The desire for mathematical evaluation is strong in the analyst community and they continue to argue against anything that seems to affect that.


> "Why worry about stock options at all?"

Because they do matter and are still part of the compensation package. There's still a significant difference between a payout that equates to two year's worth of salary vs another that pays out one year's worth.


During the last 20 years I've seen many times companies giving shares/stock options as incentive for your work. This because the company couldn't/wouldn't pay in cash, as bonus or as an incentive to keep you working for the company. The question is, would you accept it instead of cash?

Is there something inherently wrong with finding meaning (or perhaps motivation) from compensation? Particularly if you're using money for worthwhile reasons? You might be surprised at how motivating a big bag of stock options in a unicorn startup can be (ok, maybe not so much in recent times :-)).

Wouldn't this essentially just be the same as being an angel investor. This takes away all the value of getting options.

For example I am an early employee at a startup valued at 1M. If on day one I am given $10,000 worth of options and I buy all of them, how is this different than investing $10,000 worth of money for 1% of the company?

The value of options is that they are options. You get to wait and see if they are worth buying. If you have to buy them on day one, then they are not a compensation for taking a lower salary, they are simply an investment vehicle like a stock or a bond (a much riskier one).

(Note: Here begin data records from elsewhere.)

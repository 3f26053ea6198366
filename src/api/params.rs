use std::collections::BTreeMap;

/// Request parameters keyed by name.
///
/// A `BTreeMap` keeps query and form serialization order deterministic,
/// which also keeps outgoing URLs stable across calls.
pub type Params = BTreeMap<String, String>;

/// Builds a parameter map from string pairs.
pub fn params(pairs: &[(&str, &str)]) -> Params {
    pairs
        .iter()
        .map(|(k, v)| (k.to_string(), v.to_string()))
        .collect()
}

/// Merges call-site parameters with the client's stored parameters.
///
/// Stored parameters win on key collision. This order is part of the
/// client contract: credentials configured at construction cannot be
/// overridden per call.
pub fn merge(call: &Params, stored: &Params) -> Params {
    let mut merged = call.clone();
    for (key, value) in stored {
        merged.insert(key.clone(), value.clone());
    }
    merged
}
//! Client for the Meetup REST API and its OAuth2 authorization-code flow.
//!
//! Parameters supplied at construction (an API key or OAuth client
//! credentials) are merged into every request; each call performs exactly
//! one HTTP request and returns the decoded JSON payload or a classified
//! [`Error`].
//!
//! ```no_run
//! use meetup_api::{Meetup, params};
//!
//! # async fn run() -> meetup_api::Result<()> {
//! let client = Meetup::new(params(&[("key", "your-api-key")]))?;
//!
//! let mut page = client.events(params(&[("group_urlname", "rust-meetup")])).await?;
//! while Meetup::has_next(&page) {
//!     page = client.get_next(&page).await?;
//! }
//! # Ok(())
//! # }
//! ```

pub mod api;
pub mod error;
pub mod http;

pub use api::{Config, Meetup, MeetupApi, Params, params};
pub use error::{DecodeReason, Error, Result};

> If the company is truly concerned about this, then they can provide a signing bonus with which to exercise the options

This is the only way it would make sense.

Say you can take a $150,000 salary with zero options. Or a $120,000 salary with $30,000 worth of stock options.

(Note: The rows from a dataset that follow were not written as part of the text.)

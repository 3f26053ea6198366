use std::time::Duration;

use async_trait::async_trait;
use reqwest::Url;
use reqwest::header::{ACCEPT_CHARSET, HeaderMap, HeaderValue};
use serde_json::Value;

use crate::error::{Error, Result};
use crate::http::{HttpClient, Method};

use super::params::{Params, merge};
use super::path::resolve_path;
use super::types::Meta;

/// Default Meetup API host.
pub const API_URL: &str = "https://api.meetup.com";
/// OAuth2 authorization redirect endpoint.
pub const AUTHORIZE_URL: &str = "https://secure.meetup.com/oauth2/authorize";
/// OAuth2 token endpoint.
pub const ACCESS_URL: &str = "https://secure.meetup.com/oauth2/access";

const DEFAULT_TIMEOUT: Duration = Duration::from_secs(120);
const DEFAULT_USER_AGENT: &str = concat!(env!("CARGO_PKG_NAME"), "/", env!("CARGO_PKG_VERSION"));

/// Connection settings for a [`Meetup`] client.
///
/// The URL fields exist so tests can point the client at a local mock
/// server; production use keeps the defaults.
#[derive(Debug, Clone, PartialEq)]
pub struct Config {
    pub api_url: String,
    pub authorize_url: String,
    pub access_url: String,
    /// Sent as the `User-Agent` header; `None` uses the crate default.
    pub user_agent: Option<String>,
    /// Applied as both connect and total timeout on every request.
    pub timeout: Duration,
    /// Disables TLS certificate verification. Test environments only.
    pub danger_accept_invalid_certs: bool,
}

impl Default for Config {
    fn default() -> Self {
        Self {
            api_url: API_URL.to_string(),
            authorize_url: AUTHORIZE_URL.to_string(),
            access_url: ACCESS_URL.to_string(),
            user_agent: None,
            timeout: DEFAULT_TIMEOUT,
            danger_accept_invalid_certs: false,
        }
    }
}

/// Resource operations of the Meetup API.
///
/// Implemented by [`Meetup`]; host applications can depend on the trait and
/// substitute a mock in their own tests.
#[cfg_attr(test, mockall::automock)]
#[async_trait]
pub trait MeetupApi: Send + Sync {
    async fn events(&self, parameters: Params) -> Result<Value>;
    async fn groups(&self, parameters: Params) -> Result<Value>;
    async fn photos(&self, parameters: Params) -> Result<Value>;
    async fn members(&self, parameters: Params) -> Result<Value>;
    async fn discussion_boards(&self, parameters: Params) -> Result<Value>;
    async fn discussions(&self, parameters: Params) -> Result<Value>;
    async fn post_event(&self, parameters: Params) -> Result<Value>;
    async fn delete_event(&self, parameters: Params) -> Result<Value>;
    async fn access(&self, parameters: Params) -> Result<Value>;
    async fn refresh(&self, parameters: Params) -> Result<Value>;
    async fn get_next(&self, response: &Value) -> Result<Value>;
}

/// Asynchronous Meetup API client.
///
/// Parameters supplied at construction (API key, OAuth client credentials,
/// access token) are merged into every outgoing request and override
/// per-call values on key collision. The client holds no other state across
/// calls; pagination is driven by passing responses back to [`Meetup::get_next`].
pub struct Meetup {
    http: HttpClient,
    config: Config,
    params: Params,
}

impl Meetup {
    /// Creates a client against the production endpoints.
    pub fn new(parameters: Params) -> Result<Self> {
        Self::with_config(Config::default(), parameters)
    }

    /// Creates a client with explicit connection settings.
    #[tracing::instrument(skip(config, parameters))]
    pub fn with_config(config: Config, parameters: Params) -> Result<Self> {
        let mut headers = HeaderMap::new();
        headers.insert(ACCEPT_CHARSET, HeaderValue::from_static("utf-8"));

        let user_agent = config
            .user_agent
            .clone()
            .unwrap_or_else(|| DEFAULT_USER_AGENT.to_string());

        let client = reqwest::Client::builder()
            .user_agent(user_agent)
            .default_headers(headers)
            .connect_timeout(config.timeout)
            .timeout(config.timeout)
            .danger_accept_invalid_certs(config.danger_accept_invalid_certs)
            .build()
            .map_err(|e| Error::Transport {
                url: config.api_url.clone(),
                message: e.to_string(),
            })?;

        Ok(Self {
            http: HttpClient::new(client),
            config,
            params: parameters,
        })
    }

    /// GET against any Meetup path; `:name` placeholders are filled from
    /// `parameters`.
    ///
    /// ```no_run
    /// # async fn run() -> meetup_api::Result<()> {
    /// let client = meetup_api::Meetup::new(Default::default())?;
    /// let event = client
    ///     .get("/2/event/:id", meetup_api::params(&[("id", "10")]))
    ///     .await?;
    /// # Ok(())
    /// # }
    /// ```
    #[tracing::instrument(skip(self, parameters))]
    pub async fn get(&self, path: &str, parameters: Params) -> Result<Value> {
        let (path, parameters) = resolve_path(path, &parameters)?;
        let url = format!("{}{}", self.config.api_url, path);
        self.request(Method::Get, &url, parameters).await
    }

    /// POST against any Meetup path; `:name` placeholders are filled from
    /// `parameters`, the rest are form-encoded into the body.
    #[tracing::instrument(skip(self, parameters))]
    pub async fn post(&self, path: &str, parameters: Params) -> Result<Value> {
        let (path, parameters) = resolve_path(path, &parameters)?;
        let url = format!("{}{}", self.config.api_url, path);
        self.request(Method::Post, &url, parameters).await
    }

    /// PUT against any Meetup path.
    #[tracing::instrument(skip(self, parameters))]
    pub async fn put(&self, path: &str, parameters: Params) -> Result<Value> {
        let (path, parameters) = resolve_path(path, &parameters)?;
        let url = format!("{}{}", self.config.api_url, path);
        self.request(Method::Put, &url, parameters).await
    }

    /// DELETE against any Meetup path.
    #[tracing::instrument(skip(self, parameters))]
    pub async fn delete(&self, path: &str, parameters: Params) -> Result<Value> {
        let (path, parameters) = resolve_path(path, &parameters)?;
        let url = format!("{}{}", self.config.api_url, path);
        self.request(Method::Delete, &url, parameters).await
    }

    /// Lists events.
    pub async fn events(&self, parameters: Params) -> Result<Value> {
        self.get("/2/events", parameters).await
    }

    /// Lists groups.
    pub async fn groups(&self, parameters: Params) -> Result<Value> {
        self.get("/2/groups", parameters).await
    }

    /// Lists photos.
    pub async fn photos(&self, parameters: Params) -> Result<Value> {
        self.get("/2/photos", parameters).await
    }

    /// Lists members.
    pub async fn members(&self, parameters: Params) -> Result<Value> {
        self.get("/2/members", parameters).await
    }

    /// Lists the discussion boards of the group named by `urlname`.
    pub async fn discussion_boards(&self, parameters: Params) -> Result<Value> {
        self.get("/:urlname/boards", parameters).await
    }

    /// Lists the discussions of board `bid` in the group named by `urlname`.
    pub async fn discussions(&self, parameters: Params) -> Result<Value> {
        self.get("/:urlname/boards/:bid/discussions", parameters).await
    }

    /// Updates the event named by `id`.
    pub async fn post_event(&self, parameters: Params) -> Result<Value> {
        self.post("/2/event/:id", parameters).await
    }

    /// Deletes the event named by `id`.
    pub async fn delete_event(&self, parameters: Params) -> Result<Value> {
        self.delete("/2/event/:id", parameters).await
    }

    /// True when `response` carries a non-empty `meta.next` cursor.
    pub fn has_next(response: &Value) -> bool {
        Meta::of(response).as_ref().and_then(Meta::next_url).is_some()
    }

    /// Fetches the page named by the `meta.next` cursor of `response`.
    ///
    /// The cursor is an absolute URL and is requested as-is (no path
    /// templating), with the stored parameters and signing rule applied like
    /// any other request.
    #[tracing::instrument(skip(self, response))]
    pub async fn get_next(&self, response: &Value) -> Result<Value> {
        let meta = Meta::of(response);
        match meta.as_ref().and_then(Meta::next_url) {
            Some(next) => self.request(Method::Get, next, Params::new()).await,
            None => Err(Error::InvalidResponse {
                message: "response has no meta.next cursor".to_string(),
            }),
        }
    }

    /// Builds the URL the end user must visit to authorize the application.
    ///
    /// Stored and call parameters are merged into the query string and
    /// `response_type=code` is always included. Issuing the actual redirect
    /// is the host application's side effect; nothing is requested here.
    pub fn authorize_url(&self, parameters: Params) -> Result<String> {
        let mut query = merge(&parameters, &self.params);
        query.insert("response_type".to_string(), "code".to_string());

        let url = Url::parse_with_params(&self.config.authorize_url, &query).map_err(|e| {
            Error::Transport {
                url: self.config.authorize_url.clone(),
                message: e.to_string(),
            }
        })?;
        Ok(url.into())
    }

    /// Exchanges an authorization code for an access token.
    /// `grant_type=authorization_code` is always included.
    #[tracing::instrument(skip(self, parameters))]
    pub async fn access(&self, mut parameters: Params) -> Result<Value> {
        parameters.insert("grant_type".to_string(), "authorization_code".to_string());
        self.request(Method::Post, &self.config.access_url, parameters).await
    }

    /// Trades a refresh token for a fresh access token.
    /// `grant_type=refresh_token` is always included.
    #[tracing::instrument(skip(self, parameters))]
    pub async fn refresh(&self, mut parameters: Params) -> Result<Value> {
        parameters.insert("grant_type".to_string(), "refresh_token".to_string());
        self.request(Method::Post, &self.config.access_url, parameters).await
    }

    /// Merges stored parameters over call parameters, applies the signing
    /// rule, and executes. All network traffic funnels through here.
    async fn request(&self, method: Method, url: &str, parameters: Params) -> Result<Value> {
        let mut merged = merge(&parameters, &self.params);

        // API-key requests must be signed; the token and authorize endpoints
        // are exempt
        let oauth_endpoint = url == self.config.access_url || url == self.config.authorize_url;
        if merged.contains_key("key") && !oauth_endpoint {
            merged
                .entry("sign".to_string())
                .or_insert_with(|| "true".to_string());
        }

        let form_header_on_get = url == self.config.access_url;
        self.http.request(method, url, &merged, form_header_on_get).await
    }
}

#[async_trait]
impl MeetupApi for Meetup {
    async fn events(&self, parameters: Params) -> Result<Value> {
        Meetup::events(self, parameters).await
    }

    async fn groups(&self, parameters: Params) -> Result<Value> {
        Meetup::groups(self, parameters).await
    }

    async fn photos(&self, parameters: Params) -> Result<Value> {
        Meetup::photos(self, parameters).await
    }

    async fn members(&self, parameters: Params) -> Result<Value> {
        Meetup::members(self, parameters).await
    }

    async fn discussion_boards(&self, parameters: Params) -> Result<Value> {
        Meetup::discussion_boards(self, parameters).await
    }

    async fn discussions(&self, parameters: Params) -> Result<Value> {
        Meetup::discussions(self, parameters).await
    }

    async fn post_event(&self, parameters: Params) -> Result<Value> {
        Meetup::post_event(self, parameters).await
    }

    async fn delete_event(&self, parameters: Params) -> Result<Value> {
        Meetup::delete_event(self, parameters).await
    }

    async fn access(&self, parameters: Params) -> Result<Value> {
        Meetup::access(self, parameters).await
    }

    async fn refresh(&self, parameters: Params) -> Result<Value> {
        Meetup::refresh(self, parameters).await
    }

    async fn get_next(&self, response: &Value) -> Result<Value> {
        Meetup::get_next(self, response).await
    }
}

But if the company needs to give a $30,000 signing bonus to pay for the stock on day one, then they aren't saving any money for runway. Thus the main reason they want to compensate with stock is taken away. And a $30,000 bonus wouldn't do it, it would need to be $30,000 after taxes. The company would end up paying over $150,000 for this person's total salary.

Right? Or maybe I'm missing something?


arbitrage314:

Aren't you just lowering your risk, while simultaneously lowering your reward?

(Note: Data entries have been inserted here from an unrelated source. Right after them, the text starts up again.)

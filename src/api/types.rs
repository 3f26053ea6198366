use serde::Deserialize;
use serde_json::Value;

/// The recognized slice of the `meta` object attached to listing responses.
/// Everything else in `meta` is passed through untouched in the raw value.
#[derive(Deserialize, Debug, Clone, PartialEq, Default)]
pub struct Meta {
    #[serde(default)]
    pub next: Option<String>,
}

impl Meta {
    /// Extracts the `meta` object from a decoded response. Responses without
    /// one, or with a `meta` of an unexpected shape, yield `None`.
    pub fn of(response: &Value) -> Option<Meta> {
        response
            .get("meta")
            .and_then(|meta| serde_json::from_value(meta.clone()).ok())
    }

    /// The pagination cursor, if the service reported more results.
    /// An empty `next` string means the listing is exhausted.
    pub fn next_url(&self) -> Option<&str> {
        self.next.as_deref().filter(|next| !next.is_empty())
    }
}

#[cfg(test)]
mod tests {
    use super::*;
    use serde_json::json;

    #[test]
    fn test_meta_of_response_with_next() {
        let response = json!({"results": [], "meta": {"next": "https://api.meetup.com/2/events?offset=1", "count": 200}});
        let meta = Meta::of(&response).unwrap();
        assert_eq!(
            meta.next_url(),
            Some("https://api.meetup.com/2/events?offset=1")
        );
    }

    #[test]
    fn test_meta_of_response_without_meta() {
        assert_eq!(Meta::of(&json!({"results": []})), None);
    }

    #[test]
    fn test_meta_next_url_empty_string_is_none() {
        let meta = Meta { next: Some(String::new()) };
        assert_eq!(meta.next_url(), None);
    }

    #[test]
    fn test_meta_next_url_absent_is_none() {
        let meta = Meta::of(&json!({"meta": {"count": 3}})).unwrap();
        assert_eq!(meta.next_url(), None);
    }
}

Eg, let's say you negotiate a 20k/year increase by not getting any stock options. If you spend that 20k to invest in their next round, you'll be paying for preferred shares, rather than common shares. Therefore, you'll be able to afford about 5x less shares than if you were exercising employee grants. Am I wrong?

Sure, you'll get preferred shares, but if the company does very well, your ultimate reward will be less.


That's elective. It's fine and not uncommon to just give employees stock (actual shares, not options) in a company as compensation. Famously Wizards of the Coast gave shares to employees and vendors to create alignment.

Someone is going to point out that giving actual shares is a taxable event. And that is sometimes the rational for options. But there are work arounds: you can put shares in a 401k for example. 401ks were originally created to be employee incentives, but morphed into being used for retirement, but you can still do it either way.


At most private companies, stock options aren't worth the paper they're written on. Unless of course the company sells, in which case they're worth slightly more than the paper they're written on. And besides that, to exercise them you usually have to pay a pretty hefty sum. I generally don't consider equity as a part of my compensation package when I work for a private company.

Well, granting stock gives some pretty serious incentive to increase the value of said stock, as an employee. Stock options aren’t quite as compelling.

Stock compensation to executives should be in the form of options with a strike price around market value.